Константин понимал, что происходит, но прекратить это в себе был уже неспособен. Старательно запираемое до этих пор желание вдруг перестало поддаваться контролю разума. Казалось, все, что он сдерживал в себе все эти месяцы, что пережил… все это внезапно собралось вместе и жарко вспыхнуло в нем, перегорая и скручивая тело сладкой болью, мучительной потребностью. Бороться с этим оказалось просто невозможно…
На зеленой лужайке возле небольшого дома Таис склонилась над колыбелью — укачивая ребенка, по всей видимости. Кто-то еще там был… неважно, сейчас Костя видел только ее, слышал только ее.
— Отчего так в России берёзы шумят… отчего белоствольные всё понимают? У дорог, прислонившись по ветру, стоят… — нежно выпевал родной голос, постепенно стихая. Ребенок уснул?
— Таис… — выдохнул тихо, чтобы не испугать.
Быстро обернувшись, та тихо ахнула, зажимая рот рукой. Мучительно свела брови, потрясенно вглядываясь в лицо мужчины.
— Костя… что с тобой случилось?! Ты что — болел… болен?
— Тобой… я болен, — потянул он ее за собой в дом.
— Даша, останься тут! — только и успела Таис, когда, очутившись в прохладе первой же комнаты, он закрыл ее рот жадным поцелуем.
И исчезло все вокруг. В нем, впрочем, тоже — только это страшное по своей силе желание, эта немыслимая потребность в ней.
Он не контролировал себя — действия, движения, но неведомым образом женские юбки вдруг оказались подняты. И преграда в виде его одежды так же быстро устранилась будто сама собой.
А дальше будто солнечная вспышка затмила его сознание. Только повторял, удерживая на весу и тесно прижимая тело женщины к стене:
— Прости, прости, прости меня… прости, прости, прости…

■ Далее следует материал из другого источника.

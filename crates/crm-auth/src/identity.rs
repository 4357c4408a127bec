// SPDX-License-Identifier: PolyForm-Noncommercial-1.0.0
// Copyright (c) 2025 Sylvex. All rights reserved.

//! Authenticated identity.

use serde::{Deserialize, Serialize};

use crm_core::{CrmError, CrmResult, Denial, RecordId, Role};

use crate::claims::AccessClaims;

/// The caller of a guarded operation.
///
/// Produced per call from a verified access token and never stored.
#[derive(Debug, Clone, PartialEq, Eq, Serialize, Deserialize)]
pub struct Identity {
    /// Username.
    pub subject: String,
    /// Collaborator id.
    pub collaborator_id: RecordId,
    /// Role at login time.
    pub role: Role,
    /// Display name.
    pub display_name: String,
}

impl Identity {
    /// Creates an identity.
    pub fn new(
        subject: impl Into<String>,
        collaborator_id: RecordId,
        role: Role,
        display_name: impl Into<String>,
    ) -> Self {
        Self {
            subject: subject.into(),
            collaborator_id,
            role,
            display_name: display_name.into(),
        }
    }

    /// Builds an identity from verified access claims.
    pub fn from_claims(claims: &AccessClaims) -> CrmResult<Self> {
        Ok(Self {
            subject: claims.sub.clone(),
            collaborator_id: claims.c_id,
            role: Role::from_code(i64::from(claims.role))?,
            display_name: claims.name.clone(),
        })
    }
}

// =============================================================================
// IdentityProvider
// =============================================================================

/// Source of the current identity.
pub trait IdentityProvider: Send + Sync {
    /// Returns the authenticated caller or an `AuthorizationDenied` error.
    fn current_identity(&self) -> CrmResult<Identity>;
}

/// Converts a session failure into a denial.
///
/// Token and role failures become `Authentication invalid` with the original
/// message as tips. Storage and configuration errors pass through.
pub fn session_denial(err: CrmError) -> CrmError {
    match err {
        CrmError::ExpiredToken
        | CrmError::BadToken { .. }
        | CrmError::NoSession
        | CrmError::UnknownRole { .. } => CrmError::denied(Denial::SessionInvalid, err.to_string()),
        other => other,
    }
}

/// An identity provider that always yields the same caller.
#[derive(Debug, Clone)]
pub struct FixedIdentity(pub Identity);

impl IdentityProvider for FixedIdentity {
    fn current_identity(&self) -> CrmResult<Identity> {
        Ok(self.0.clone())
    }
}

// =============================================================================
// Tests
// =============================================================================

#[cfg(test)]
mod tests {
    use super::*;
    use crm_core::{Level, TokenFault};

    #[test]
    fn test_from_claims() {
        let claims = AccessClaims {
            sub: "alice".to_string(),
            c_id: 7,
            role: 3,
            name: "A L".to_string(),
            iat: 1000,
            exp: 1030,
        };
        let identity = Identity::from_claims(&claims).unwrap();
        assert_eq!(identity, Identity::new("alice", 7, Role::Management, "A L"));

        let bad = AccessClaims { role: 9, ..claims };
        assert!(matches!(
            Identity::from_claims(&bad),
            Err(CrmError::UnknownRole { .. })
        ));
    }

    #[test]
    fn test_session_denial() {
        let err = session_denial(CrmError::bad_token(TokenFault::InvalidRefresh));
        assert_eq!(err.to_string(), "Authentication invalid");
        assert_eq!(err.level(), Level::Controller);
        assert_eq!(err.tips().as_deref(), Some("Invalid refresh token"));

        let err = session_denial(CrmError::storage("disk full"));
        assert_eq!(err.error_code(), "STORAGE_ERROR");
    }
}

Взорвавшись внутри нее немыслимым фейерверком, поник всем телом, все еще удерживая себя и ее от падения.
— Прости…
— За что? — услышал вдруг, — Костя, за что мне тебя простить?
— Низменное это во мне… не смог совладать, не знаю откуда такое, почему? Прости меня, Бога ради! — смог он наконец взглянуть ей в лицо.
Руки Таис отпустили его шею, мягкие ладони прошлись по мокрым щекам.
— Глупый, Боже… глупый! Отпусти ты уже мою ногу… вот так. За что простить? Глупый, довел себя… пойдем, — тянула она его за собой.
— Куда ты меня? — зачем-то слабо сопротивлялся Костя.
— В кровать — куда? Ложись, я сейчас вернусь, — почти с силой опрокинула она его на широкое ложе.
— Не уходи, — подхватился он, — не уходи! Прости меня, это будто не я был, я виноват, так виноват. Прости, Таис! Может, я сделал больно?
— Ты сделал… прекрасно. Глупый. Лежи… я никуда не денусь — обещаю.
— Ты веришь? Я даже не помню толком, — все пытался он оправдаться.
— Вспомним вместе, сейчас… я подойду через минуту.
Стройный темный силуэт на миг перекрыл собою солнечный свет, падающий в дверной проем. Костя еще услышал ее голос, звучащий спокойно и твердо:
— Это мой муж, настоящий мой муж, и Фредерик знает о нем. Займись ребенком, Даша, мне нужно это время. Ты поняла меня?